Sementara yang bergejala sedang dan berat melakukan isolasi di rumah sakit rujukan.
Biaya isolasi bagi WNI ditanggung oleh pemerintah dan biaya isolasi bagi WNA seluruhnya ditanggung mandiri.
Apabila WNA tidak dapat membiayai karantina mandiri dan/atau perawatannya di rumah sakit, maka pihak sponsor, kementerian/lembaga/BUMN yang memberikan pertimbangan izin masuk bagi WNA tersebut dapat dimintakan pertanggungjawaban yang dimaksud.
Selanjutnya, saat masa karantina memasuki hari keempat, pelaku perjalanan WNI dan WNA diminta melakukan tes RT-PCR kedua.
Jika tes ulang RT-PCR menunjukkan hasil negatif, maka WNI dan WNA diperkenankan melanjutkan perjalanan dan dianjurkan untuk kembali melakukan karantina mandiri selama 14 hari serta menerapkan protokol kesehatan.
Sementara itu, jika tes ulang RT PCR hasilnya positif maka dilakukan perawatan di fasilitas isoter untuk orang tanpa gejala dan gejala ringan.
Bagi WNI dan WNA dengan gejala sedang dan berat dirawat di rumah sakit rujukan.
Tidak tepat
Menanggapi perubahan kebijakan itu, Kepala Bidang Pengembangan Profesi Perhimpunan Ahli Epidemiolog Indonesia (PAEI) Masdalina Pane menilai, keputusan pemerintah tidaklah tepat.
Sebab, kata dia, meski kasus Covid-19 sudah berada di titik rendah, namun situasi penularan virus masih terjadi dalam transmisi komunitas.
"Kalau mengurangi lima hari karena Covid-19 itu sudah terkendali saya kira tidak tepat. Mengapa? Walau kasus kita turun, saat ini kita ini masih berada pada situasi transmisi komunitas, itu artinya belum terkendali," kata Masdalina saat dihubungi Kompas.com, Rabu (13/10/2021).
Masdalina tak setuju dengan pengurangan masa karantina tersebut karena masa inkubasi rata-rata terjadi pada hari kelima dan keenam.
Apalagi, kata dia, penderita Covid-19 terkadang tidak merasakan gejala namun masih bisa menularkan virus.
"Meski penularannya kecil dan itu mencegah penularan dengan 3M di masyarakat, tapi lima hari masih puncak-puncaknya ya. Kita lihat saja nanti evaluasi kebijakan itu kalau kita ketemu varian lain, salah satu kontribusi dari karantina yang terlalu singkat," ujarnya.
Lebih lanjut, Masdalina mengingatkan, pengurangan masa karantina pernah dilakukan pemerintah pada Januari 2021, saat itu masa karantina pelaku perjalanan internasional juga ditetapkan menjadi lima hari.

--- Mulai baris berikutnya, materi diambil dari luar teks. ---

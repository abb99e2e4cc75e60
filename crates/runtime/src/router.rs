// SPDX-License-Identifier: BUSL-1.1
// Copyright (c) 2026 Alfred Jean LLC

//! Demultiplexes the bus stream into per-session bounded inboxes.
//!
//! The router only creates channels; workers are the watcher's job. A fresh
//! inbox parks its receiver until a worker claims it, so an event arriving
//! for a GC'd session re-creates the inbox and the next watcher tick revives
//! the worker.

use axon_core::{ActorType, Metrics, ObsType, Observation, SYSTEM_SESSION_KEY};
use parking_lot::Mutex;
use std::collections::HashMap;
use std::sync::Arc;
use tokio::sync::mpsc;
use tokio::sync::mpsc::error::TrySendError;
use tracing::{debug, warn};

/// Per-session inbox capacity.
pub const DEFAULT_INBOX_CAPACITY: usize = 256;

struct Inbox {
    tx: mpsc::Sender<Observation>,
    /// Receiver parked until a worker claims it.
    pending: Option<mpsc::Receiver<Observation>>,
}

fn new_inbox(capacity: usize) -> Inbox {
    let (tx, rx) = mpsc::channel(capacity);
    Inbox {
        tx,
        pending: Some(rx),
    }
}

pub struct SessionRouter {
    inbox_capacity: usize,
    metrics: Arc<Metrics>,
    inner: Mutex<HashMap<String, Inbox>>,
}

impl SessionRouter {
    pub fn new(inbox_capacity: usize, metrics: Arc<Metrics>) -> Self {
        Self {
            inbox_capacity,
            metrics,
            inner: Mutex::new(HashMap::new()),
        }
    }

    /// Derive the routing key for an observation without one.
    pub fn resolve_session_key(obs: &Observation) -> String {
        if let Some(key) = &obs.session_key {
            if !key.is_empty() {
                return key.clone();
            }
        }
        match obs.obs_type {
            ObsType::Message if obs.actor.actor_type == ActorType::User => {
                format!("dm:{}", obs.actor.actor_id)
            }
            ObsType::Schedule | ObsType::Alert | ObsType::System | ObsType::Control => {
                SYSTEM_SESSION_KEY.to_string()
            }
            _ => "unknown".to_string(),
        }
    }

    /// Enqueue to the target inbox, drop-newest on full. Returns whether the
    /// observation was enqueued.
    pub fn route(&self, mut obs: Observation) -> bool {
        let key = Self::resolve_session_key(&obs);
        obs.session_key = Some(key.clone());

        let mut inner = self.inner.lock();
        let inbox = inner
            .entry(key.clone())
            .or_insert_with(|| new_inbox(self.inbox_capacity));
        match inbox.tx.try_send(obs) {
            Ok(()) => true,
            Err(TrySendError::Full(_)) => {
                warn!(session = %key, "session inbox full, dropping newest");
                self.metrics.inc_inbox_dropped();
                false
            }
            Err(TrySendError::Closed(obs)) => {
                // the worker's receiver died without a GC; rebuild the inbox
                // so the watcher revives the session on its next tick
                debug!(session = %key, "inbox receiver gone, rebuilding");
                let fresh = new_inbox(self.inbox_capacity);
                let enqueued = fresh.tx.try_send(obs).is_ok();
                *inbox = fresh;
                enqueued
            }
        }
    }

    /// Take the parked receiver for a session, if any.
    pub fn claim_inbox(&self, key: &str) -> Option<mpsc::Receiver<Observation>> {
        self.inner.lock().get_mut(key).and_then(|i| i.pending.take())
    }

    /// Replace a session's channel and hand back the new receiver. Used by
    /// the watcher when a worker died holding the old receiver. Queued
    /// events in the dead receiver are lost.
    pub fn rebuild_inbox(&self, key: &str) -> Option<mpsc::Receiver<Observation>> {
        let mut inner = self.inner.lock();
        let inbox = inner.get_mut(key)?;
        if let Some(rx) = inbox.pending.take() {
            return Some(rx);
        }
        let mut fresh = new_inbox(self.inbox_capacity);
        inbox.tx = fresh.tx.clone();
        fresh.pending.take()
    }

    /// Stable snapshot of the keys with inboxes.
    pub fn list_active_sessions(&self) -> Vec<String> {
        let mut keys: Vec<String> = self.inner.lock().keys().cloned().collect();
        keys.sort();
        keys
    }

    /// Drop a session's inbox. Must be called by the GC after terminating
    /// the worker, or the watcher will keep reviving it.
    pub fn remove_session(&self, key: &str) -> bool {
        self.inner.lock().remove(key).is_some()
    }

    pub fn contains_session(&self, key: &str) -> bool {
        self.inner.lock().contains_key(key)
    }

    pub fn session_count(&self) -> usize {
        self.inner.lock().len()
    }
}

#[cfg(test)]
#[path = "router_tests.rs"]
mod tests;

Namun, masa karantina yang pendek tersebut berakibat pada masuknya variant of concern (VoC) ke Indonesia.
"Artinya cukup efektif delapan hari untuk karantina, nah sekarang kalau diturunkan (lagi) 5 hari, oke, mari kita amati saja nanti kalau ada masuk (varian) Mu maka kita ingatkan lagi," ucap dia.